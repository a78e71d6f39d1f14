//! Miri-compatible tests using pollster::block_on instead of tokio.
//! Tokio's IO driver uses kqueue/epoll syscalls that miri can't handle.

use barrier_protected::{barrier_protected, BarrierCell, BarrierQueue};

fn block_on<F: std::future::Future>(f: F) -> F::Output {
    pollster::block_on(f)
}

#[barrier_protected]
static LABEL: String = String::new();

#[test]
fn accessor_round_trip() {
    LABEL.set("miri".into());
    assert_eq!(LABEL.get(), "miri");
}

#[test]
fn async_shared_and_barrier() {
    static QUEUE: BarrierQueue = BarrierQueue::new("async");
    static CELL: BarrierCell<'static, Vec<u8>> = BarrierCell::new(&QUEUE, Vec::new());

    block_on(async {
        QUEUE.sync_barrier_async(&CELL, |data| data.push(1)).await;
        QUEUE.sync_barrier_async(&CELL, |data| data.push(2)).await;
        let sum: u8 = QUEUE.sync_async(&CELL, |data| data.iter().sum()).await;
        assert_eq!(sum, 3);
    });
}

#[test]
fn local_queue_and_cell() {
    let queue = BarrierQueue::new("local");
    let mut cell = BarrierCell::new(&queue, String::from("start"));

    cell.get_mut().push_str("ed");
    queue.sync_barrier(&cell, |value| value.push('!'));
    assert_eq!(queue.sync(&cell, |value| value.clone()), "started!");
    assert!(std::ptr::eq(cell.queue(), &queue));
    assert_eq!(cell.into_inner(), "started!");
}

#[test]
fn try_variants_succeed_when_idle() {
    let queue = BarrierQueue::new("idle");
    let cell = BarrierCell::new(&queue, 10u32);

    assert_eq!(queue.try_sync(&cell, |value| *value), Some(10));
    assert_eq!(
        queue.try_sync_barrier(&cell, |value| {
            *value += 1;
            *value
        }),
        Some(11)
    );
}

#[test]
fn closure_panic_releases_access() {
    let queue = BarrierQueue::new("unwind");
    let cell = BarrierCell::new(&queue, 0u32);

    let result = std::panic::catch_unwind(std::panic::AssertUnwindSafe(|| {
        queue.sync_barrier(&cell, |_| panic!("writer failed"));
    }));
    assert!(result.is_err());
    assert_eq!(queue.try_sync_barrier(&cell, |value| *value), Some(0));
}

#[test]
fn queue_debug_shows_label() {
    let queue = BarrierQueue::new("dbg");
    assert_eq!(format!("{:?}", queue), r#"BarrierQueue { label: "dbg", .. }"#);
}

* **Exercise**: Which lines of the listing contain the string "Some"? Copy each of them.

* **Response**:
    assert_eq!(queue.try_sync(&cell, |value| *value), Some(10));
        Some(11)
    assert_eq!(queue.try_sync_barrier(&cell, |value| *value), Some(0));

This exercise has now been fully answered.